(Work order) Lift out, unaltered, the lines of the material below between the line holding "an existing one." and the line holding "pub fn named(name: impl", counting both.

(Provided information)
········
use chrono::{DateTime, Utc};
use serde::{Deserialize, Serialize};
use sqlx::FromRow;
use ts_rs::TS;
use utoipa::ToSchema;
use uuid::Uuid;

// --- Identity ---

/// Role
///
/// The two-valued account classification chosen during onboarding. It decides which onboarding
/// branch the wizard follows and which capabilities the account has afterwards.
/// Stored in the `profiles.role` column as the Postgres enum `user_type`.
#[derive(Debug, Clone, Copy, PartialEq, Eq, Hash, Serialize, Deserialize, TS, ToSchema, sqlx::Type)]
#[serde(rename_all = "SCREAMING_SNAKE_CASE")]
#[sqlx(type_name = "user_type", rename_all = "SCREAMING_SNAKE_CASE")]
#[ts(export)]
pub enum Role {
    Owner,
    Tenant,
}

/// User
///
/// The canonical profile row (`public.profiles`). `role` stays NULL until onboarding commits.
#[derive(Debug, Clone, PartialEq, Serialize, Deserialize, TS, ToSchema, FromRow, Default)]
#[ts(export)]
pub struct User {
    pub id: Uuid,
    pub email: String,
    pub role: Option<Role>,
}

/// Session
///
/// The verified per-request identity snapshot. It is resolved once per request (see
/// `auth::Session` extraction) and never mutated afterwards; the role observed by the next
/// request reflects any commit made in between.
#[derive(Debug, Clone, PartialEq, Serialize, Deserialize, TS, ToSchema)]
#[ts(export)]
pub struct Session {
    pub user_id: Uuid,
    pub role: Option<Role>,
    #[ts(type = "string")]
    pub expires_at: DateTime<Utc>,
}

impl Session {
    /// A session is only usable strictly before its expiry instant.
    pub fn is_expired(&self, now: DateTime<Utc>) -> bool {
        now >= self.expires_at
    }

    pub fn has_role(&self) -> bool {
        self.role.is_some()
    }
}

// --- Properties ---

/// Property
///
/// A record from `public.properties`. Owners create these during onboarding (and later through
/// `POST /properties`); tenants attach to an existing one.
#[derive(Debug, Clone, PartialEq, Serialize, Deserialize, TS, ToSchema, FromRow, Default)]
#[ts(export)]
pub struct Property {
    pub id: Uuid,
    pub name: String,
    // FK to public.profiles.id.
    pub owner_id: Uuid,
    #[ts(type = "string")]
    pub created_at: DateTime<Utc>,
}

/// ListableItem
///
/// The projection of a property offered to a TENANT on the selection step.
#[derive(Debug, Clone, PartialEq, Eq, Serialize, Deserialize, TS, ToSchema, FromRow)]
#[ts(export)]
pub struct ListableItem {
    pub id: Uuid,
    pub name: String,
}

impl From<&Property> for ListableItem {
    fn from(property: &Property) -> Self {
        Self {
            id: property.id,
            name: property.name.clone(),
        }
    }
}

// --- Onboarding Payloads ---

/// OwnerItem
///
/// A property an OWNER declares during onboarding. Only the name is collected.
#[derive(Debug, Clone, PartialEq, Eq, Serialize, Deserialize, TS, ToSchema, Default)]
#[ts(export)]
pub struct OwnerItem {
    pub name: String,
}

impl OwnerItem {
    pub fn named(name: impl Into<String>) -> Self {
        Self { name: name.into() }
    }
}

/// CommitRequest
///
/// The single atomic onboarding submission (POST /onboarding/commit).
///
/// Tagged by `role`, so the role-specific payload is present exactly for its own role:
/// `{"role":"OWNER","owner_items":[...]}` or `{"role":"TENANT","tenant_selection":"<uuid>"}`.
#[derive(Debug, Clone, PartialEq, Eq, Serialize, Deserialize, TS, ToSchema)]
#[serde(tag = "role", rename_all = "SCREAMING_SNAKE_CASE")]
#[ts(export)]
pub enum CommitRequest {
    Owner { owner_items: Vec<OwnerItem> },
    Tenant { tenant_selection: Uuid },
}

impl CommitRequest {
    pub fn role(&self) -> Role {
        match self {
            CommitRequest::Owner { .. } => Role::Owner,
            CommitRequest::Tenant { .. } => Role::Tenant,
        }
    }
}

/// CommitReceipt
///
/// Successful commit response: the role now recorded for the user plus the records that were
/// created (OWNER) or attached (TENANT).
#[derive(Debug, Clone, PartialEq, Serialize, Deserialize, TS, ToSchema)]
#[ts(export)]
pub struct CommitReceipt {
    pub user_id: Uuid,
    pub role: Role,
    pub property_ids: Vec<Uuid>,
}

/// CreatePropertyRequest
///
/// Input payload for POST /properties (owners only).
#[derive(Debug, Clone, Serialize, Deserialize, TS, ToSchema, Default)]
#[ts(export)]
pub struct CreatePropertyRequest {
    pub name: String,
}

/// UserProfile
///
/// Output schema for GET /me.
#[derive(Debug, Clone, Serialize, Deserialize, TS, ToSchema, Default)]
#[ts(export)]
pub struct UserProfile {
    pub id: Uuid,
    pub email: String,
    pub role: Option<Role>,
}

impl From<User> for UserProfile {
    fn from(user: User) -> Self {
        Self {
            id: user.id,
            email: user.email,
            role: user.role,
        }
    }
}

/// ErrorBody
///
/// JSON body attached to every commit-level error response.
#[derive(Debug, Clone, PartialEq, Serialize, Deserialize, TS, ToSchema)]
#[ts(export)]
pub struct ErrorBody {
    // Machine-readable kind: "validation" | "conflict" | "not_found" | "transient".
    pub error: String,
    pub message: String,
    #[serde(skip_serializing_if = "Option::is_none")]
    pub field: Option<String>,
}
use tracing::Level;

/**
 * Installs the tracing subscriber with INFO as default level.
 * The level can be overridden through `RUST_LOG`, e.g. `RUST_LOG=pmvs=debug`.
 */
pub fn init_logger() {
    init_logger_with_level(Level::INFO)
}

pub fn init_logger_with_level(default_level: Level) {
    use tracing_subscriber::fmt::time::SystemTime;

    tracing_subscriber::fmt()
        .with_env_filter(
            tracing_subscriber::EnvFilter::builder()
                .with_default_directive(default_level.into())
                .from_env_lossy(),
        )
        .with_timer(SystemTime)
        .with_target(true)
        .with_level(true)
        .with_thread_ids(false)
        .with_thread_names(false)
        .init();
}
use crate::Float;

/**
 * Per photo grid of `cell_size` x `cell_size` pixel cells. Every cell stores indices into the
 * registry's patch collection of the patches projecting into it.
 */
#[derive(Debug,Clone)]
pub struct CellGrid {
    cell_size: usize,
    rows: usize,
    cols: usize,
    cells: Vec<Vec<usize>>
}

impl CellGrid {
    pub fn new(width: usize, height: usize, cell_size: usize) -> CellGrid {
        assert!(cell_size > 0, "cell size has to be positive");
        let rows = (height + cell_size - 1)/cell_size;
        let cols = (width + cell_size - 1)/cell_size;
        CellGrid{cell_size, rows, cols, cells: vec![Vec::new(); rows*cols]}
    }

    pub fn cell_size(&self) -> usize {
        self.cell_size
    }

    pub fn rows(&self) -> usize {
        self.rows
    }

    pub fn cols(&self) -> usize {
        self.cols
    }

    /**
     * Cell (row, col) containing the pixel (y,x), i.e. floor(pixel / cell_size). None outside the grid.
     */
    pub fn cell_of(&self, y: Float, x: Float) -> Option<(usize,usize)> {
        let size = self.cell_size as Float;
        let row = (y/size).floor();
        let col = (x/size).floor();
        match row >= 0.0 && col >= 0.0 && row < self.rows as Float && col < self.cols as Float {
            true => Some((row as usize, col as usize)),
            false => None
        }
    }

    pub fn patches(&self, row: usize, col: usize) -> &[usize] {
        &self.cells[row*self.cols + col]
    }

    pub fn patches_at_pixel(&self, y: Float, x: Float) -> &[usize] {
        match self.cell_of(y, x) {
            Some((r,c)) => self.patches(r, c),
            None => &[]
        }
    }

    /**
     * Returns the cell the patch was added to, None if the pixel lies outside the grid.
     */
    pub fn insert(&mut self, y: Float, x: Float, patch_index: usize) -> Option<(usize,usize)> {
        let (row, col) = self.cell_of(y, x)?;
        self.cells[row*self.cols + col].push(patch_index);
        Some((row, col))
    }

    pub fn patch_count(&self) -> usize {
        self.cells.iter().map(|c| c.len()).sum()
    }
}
········
(Response below)
/// `POST /properties`); tenants attach to an existing one.
#[derive(Debug, Clone, PartialEq, Serialize, Deserialize, TS, ToSchema, FromRow, Default)]
#[ts(export)]
pub struct Property {
    pub id: Uuid,
    pub name: String,
    // FK to public.profiles.id.
    pub owner_id: Uuid,
    #[ts(type = "string")]
    pub created_at: DateTime<Utc>,
}

/// ListableItem
///
/// The projection of a property offered to a TENANT on the selection step.
#[derive(Debug, Clone, PartialEq, Eq, Serialize, Deserialize, TS, ToSchema, FromRow)]
#[ts(export)]
pub struct ListableItem {
    pub id: Uuid,
    pub name: String,
}

impl From<&Property> for ListableItem {
    fn from(property: &Property) -> Self {
        Self {
            id: property.id,
            name: property.name.clone(),
        }
    }
}

// --- Onboarding Payloads ---

/// OwnerItem
///
/// A property an OWNER declares during onboarding. Only the name is collected.
#[derive(Debug, Clone, PartialEq, Eq, Serialize, Deserialize, TS, ToSchema, Default)]
#[ts(export)]
pub struct OwnerItem {
    pub name: String,
}

impl OwnerItem {
    pub fn named(name: impl Into<String>) -> Self {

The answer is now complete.